The tool to be used at the moment can be chosen on the basis of two criteria

- Cosin similary with the description of the tool;
- Cosin similarity with the centroid;

In the first case, the first most similar `n` tools are simply returned.

In the second case instead, after having obtained the first most similar `n` tools, those that have a similarity lower than `least_similar_example` + `margin` are removed, i.e. those that do not fall within the context of using that tooL.

> **_NOTE:_** Parameter passing to the tool is not yet implemented, but my idea is to let Tool-Habilis manage the conversation flow, using the LLM as an [Extractive QA model](https:/ /huggingface.co/tasks/question-answering), using the user's initial question as contested.

## Tools collision (until now)

Two tools collide if they can be used in the same context

For now the method used to calculate the possibility of collision between two tools is the similarity between the centroids.

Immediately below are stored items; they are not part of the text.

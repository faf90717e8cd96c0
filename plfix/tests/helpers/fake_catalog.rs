//! Scriptable in-memory catalogs
//!
//! `FakeCatalog` implements every primary catalog capability over plain
//! collections and records each call, so tests can assert on exactly what
//! the pipeline asked for (and in which order).

use async_trait::async_trait;
use plfix::catalog::{
    CatalogError, ContentMetadata, PlaylistItem, PlaylistPage, PrimaryCatalog, SecondaryCatalog,
    SecondaryTrack,
};
use plfix::services::candidate_search::build_query;
use std::collections::{HashMap, HashSet};
use std::sync::atomic::{AtomicUsize, Ordering};
use std::sync::Mutex;

/// One recorded mutating or querying call
#[derive(Debug, Clone, PartialEq, Eq)]
pub enum Call {
    ListPage(Option<String>),
    Exists(Vec<String>),
    Search(String),
    Metadata(Vec<String>),
    Insert {
        content_id: String,
        position: Option<u32>,
    },
    Delete(String),
}

#[derive(Default)]
pub struct FakeCatalog {
    items: Vec<PlaylistItem>,
    existing: HashSet<String>,
    search_results: HashMap<String, Vec<String>>,
    metadata: HashMap<String, ContentMetadata>,
    batch_size: Option<usize>,
    fail_page: Option<usize>,
    next_token_after: HashMap<usize, String>,
    fail_search: bool,
    failing_queries: HashSet<String>,
    reject_inserts: bool,
    failing_deletes: HashSet<String>,
    missing_deletes: HashSet<String>,
    calls: Mutex<Vec<Call>>,
    inserted: AtomicUsize,
}

impl FakeCatalog {
    pub fn new() -> Self {
        Self::default()
    }

    /// Append an entry at the next position; `exists` controls the
    /// existence check for its content id
    pub fn with_entry(mut self, title: &str, content_id: Option<&str>, exists: bool) -> Self {
        let position = self.items.len() as u32;
        self.items.push(PlaylistItem {
            entry_id: format!("PLI_{}", position),
            title: Some(title.to_string()),
            content_id: content_id.map(str::to_string),
            position: Some(position),
        });
        if let (Some(id), true) = (content_id, exists) {
            self.existing.insert(id.to_string());
        }
        self
    }

    /// Append a raw item as-is
    pub fn with_item(mut self, item: PlaylistItem) -> Self {
        self.items.push(item);
        self
    }

    /// `count` entries "Song {i}" with content "vid{i}", all existing
    pub fn with_entries(mut self, count: usize) -> Self {
        for i in 0..count {
            let id = format!("vid{}", i);
            self = self.with_entry(&format!("Song {}", i), Some(&id), true);
        }
        self
    }

    /// Mark `content_id` as existing or not
    pub fn set_exists(mut self, content_id: &str, exists: bool) -> Self {
        if exists {
            self.existing.insert(content_id.to_string());
        } else {
            self.existing.remove(content_id);
        }
        self
    }

    /// Search for `raw_title` returns `results`; each result gets metadata
    pub fn with_search(mut self, raw_title: &str, results: Vec<ContentMetadata>) -> Self {
        let ids = results.iter().map(|m| m.content_id.clone()).collect();
        self.search_results.insert(build_query(raw_title), ids);
        for m in results {
            self.existing.insert(m.content_id.clone());
            self.metadata.insert(m.content_id.clone(), m);
        }
        self
    }

    /// Search for `raw_title` returns `ids` without registering metadata
    pub fn with_search_ids(mut self, raw_title: &str, ids: &[&str]) -> Self {
        self.search_results.insert(
            build_query(raw_title),
            ids.iter().map(|s| s.to_string()).collect(),
        );
        self
    }

    pub fn with_batch_size(mut self, size: usize) -> Self {
        self.batch_size = Some(size);
        self
    }

    /// Fail the listing on page `index` (0-based)
    pub fn failing_page(mut self, index: usize) -> Self {
        self.fail_page = Some(index);
        self
    }

    /// Page `index` (0-based) answers with `token` as its continuation
    pub fn with_next_token_after(mut self, index: usize, token: &str) -> Self {
        self.next_token_after.insert(index, token.to_string());
        self
    }

    pub fn failing_search(mut self) -> Self {
        self.fail_search = true;
        self
    }

    /// Only the search for `raw_title` fails
    pub fn failing_search_for(mut self, raw_title: &str) -> Self {
        self.failing_queries.insert(build_query(raw_title));
        self
    }

    /// Reject every insert as the backend does for non-manual ordering
    pub fn rejecting_inserts(mut self) -> Self {
        self.reject_inserts = true;
        self
    }

    pub fn failing_delete(mut self, entry_id: &str) -> Self {
        self.failing_deletes.insert(entry_id.to_string());
        self
    }

    /// Deleting `entry_id` answers 404, as if it was removed elsewhere
    pub fn missing_on_delete(mut self, entry_id: &str) -> Self {
        self.missing_deletes.insert(entry_id.to_string());
        self
    }

    pub fn calls(&self) -> Vec<Call> {
        self.calls.lock().unwrap().clone()
    }

    fn record(&self, call: Call) {
        self.calls.lock().unwrap().push(call);
    }

    pub fn count(&self, predicate: impl Fn(&Call) -> bool) -> usize {
        self.calls().iter().filter(|c| predicate(c)).count()
    }

    pub fn search_calls(&self) -> usize {
        self.count(|c| matches!(c, Call::Search(_)))
    }

    pub fn exists_calls(&self) -> Vec<Vec<String>> {
        self.calls()
            .into_iter()
            .filter_map(|c| match c {
                Call::Exists(ids) => Some(ids),
                _ => None,
            })
            .collect()
    }

    pub fn inserts(&self) -> Vec<(String, Option<u32>)> {
        self.calls()
            .into_iter()
            .filter_map(|c| match c {
                Call::Insert {
                    content_id,
                    position,
                } => Some((content_id, position)),
                _ => None,
            })
            .collect()
    }

    pub fn deletes(&self) -> Vec<String> {
        self.calls()
            .into_iter()
            .filter_map(|c| match c {
                Call::Delete(id) => Some(id),
                _ => None,
            })
            .collect()
    }

    /// Insert + delete calls
    pub fn mutations(&self) -> usize {
        self.count(|c| matches!(c, Call::Insert { .. } | Call::Delete(_)))
    }
}

#[async_trait]
impl PrimaryCatalog for FakeCatalog {
    fn max_batch_size(&self) -> usize {
        self.batch_size.unwrap_or(plfix::catalog::MAX_BATCH_SIZE)
    }

    async fn list_playlist_page(
        &self,
        _playlist_id: &str,
        page_token: Option<&str>,
        page_size: u32,
    ) -> Result<PlaylistPage, CatalogError> {
        self.record(Call::ListPage(page_token.map(str::to_string)));

        let offset: usize = match page_token {
            Some(token) => token
                .strip_prefix("offset-")
                .and_then(|n| n.parse().ok())
                .ok_or_else(|| CatalogError::ParseError(format!("bad token {}", token)))?,
            None => 0,
        };
        let page_size = page_size.max(1) as usize;

        if self.fail_page == Some(offset / page_size) {
            return Err(CatalogError::NetworkError("connection reset".to_string()));
        }

        let end = (offset + page_size).min(self.items.len());
        let items = self.items.get(offset..end).unwrap_or(&[]).to_vec();
        let next_page_token = match self.next_token_after.get(&(offset / page_size)) {
            Some(token) => Some(token.clone()),
            None => (end < self.items.len()).then(|| format!("offset-{}", end)),
        };
        Ok(PlaylistPage {
            items,
            next_page_token,
        })
    }

    async fn check_content_exists(
        &self,
        content_ids: &[String],
    ) -> Result<Vec<String>, CatalogError> {
        self.record(Call::Exists(content_ids.to_vec()));
        assert!(
            content_ids.len() <= self.max_batch_size(),
            "existence batch over the limit"
        );
        Ok(content_ids
            .iter()
            .filter(|id| self.existing.contains(*id))
            .cloned()
            .collect())
    }

    async fn search_content(&self, query: &str, limit: u32) -> Result<Vec<String>, CatalogError> {
        self.record(Call::Search(query.to_string()));
        if self.fail_search || self.failing_queries.contains(query) {
            return Err(CatalogError::ApiError(
                403,
                "quotaExceeded: The request cannot be completed".to_string(),
            ));
        }
        let mut ids = self.search_results.get(query).cloned().unwrap_or_default();
        ids.truncate(limit as usize);
        Ok(ids)
    }

    async fn fetch_content_metadata(
        &self,
        content_ids: &[String],
    ) -> Result<Vec<ContentMetadata>, CatalogError> {
        self.record(Call::Metadata(content_ids.to_vec()));
        Ok(content_ids
            .iter()
            .filter_map(|id| self.metadata.get(id).cloned())
            .collect())
    }

    async fn insert_entry(
        &self,
        _playlist_id: &str,
        content_id: &str,
        position: Option<u32>,
    ) -> Result<String, CatalogError> {
        self.record(Call::Insert {
            content_id: content_id.to_string(),
            position,
        });
        if self.reject_inserts {
            return Err(CatalogError::ApiError(
                400,
                "manualSortRequired: The playlist must be sorted manually".to_string(),
            ));
        }
        let n = self.inserted.fetch_add(1, Ordering::SeqCst);
        Ok(format!("PLI_new_{}", n))
    }

    async fn delete_entry(&self, entry_id: &str) -> Result<(), CatalogError> {
        self.record(Call::Delete(entry_id.to_string()));
        if self.failing_deletes.contains(entry_id) {
            return Err(CatalogError::ApiError(
                500,
                "backendError: Backend Error".to_string(),
            ));
        }
        if self.missing_deletes.contains(entry_id) {
            return Err(CatalogError::NotFound(format!(
                "playlistItemNotFound: {}",
                entry_id
            )));
        }
        Ok(())
    }
}

/// Secondary catalog view backed by a fixed track list
#[derive(Default)]
pub struct FakeSecondary {
    tracks: Vec<SecondaryTrack>,
    calls: AtomicUsize,
}

impl FakeSecondary {
    pub fn new(tracks: Vec<SecondaryTrack>) -> Self {
        Self {
            tracks,
            calls: AtomicUsize::new(0),
        }
    }

    pub fn calls(&self) -> usize {
        self.calls.load(Ordering::SeqCst)
    }
}

#[async_trait]
impl SecondaryCatalog for FakeSecondary {
    async fn playlist_view(&self, _playlist_id: &str) -> Result<Vec<SecondaryTrack>, CatalogError> {
        self.calls.fetch_add(1, Ordering::SeqCst);
        Ok(self.tracks.clone())
    }
}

The goal of tool collision checking is to be able to predict deterministically which tools might conflict and handle the situation accordingly.

## Usage example

```Bash
Opening tools file.
Loading tools...
get_time: OK
get_date: OK
get_position: OK
web_pilot: OK
simple_calculator: OK
google_search: OK
bing_search: OK
mysql_query: OK
wolfram: OK
calendar_read: OK
calendar_create: OK
bus: OK
Available tools: 12
POSSIBLE SIMILAR TOOLS (0.3): 3
get_time -> get_date: 0.48529293272777696
get_time -> get_position: 0.3427203022642258
get_date -> calendar_read: 0.3401528591325772
------------------------------
Query (q to exit): I'm lost, where am I?
CENTROID SIMILARITY HIT
CENTROID NEAREST
0.5300513596281098: get_position
DESCRIPTION NEAREST
0.276624868881307: get_position

------------------------------
Query (q to exit): What time is it?
CENTROID SIMILARITY HIT
0.84708402369244: get_time
CENTROID NEAREST
0.84708402369244: get_time
DESCRIPTION NEAREST
0.5366598332738072: get_time
```

## Final notes

I haven't done any tests to evaluate this method of selecting tools yet, but I will point out here some advantages and disadvantages that I believe this system could have.

Advantages:

- Reduction of the context used;
- Greater control over the choice of tools to use;
- Possibility of using the tools also by less performing LLMs than those belonging to the gpt family (or at least I hope so)

Disadvantages:

- It's too hard to find disadvantages in something you're passionate about;

Of course, any contribution is welcome.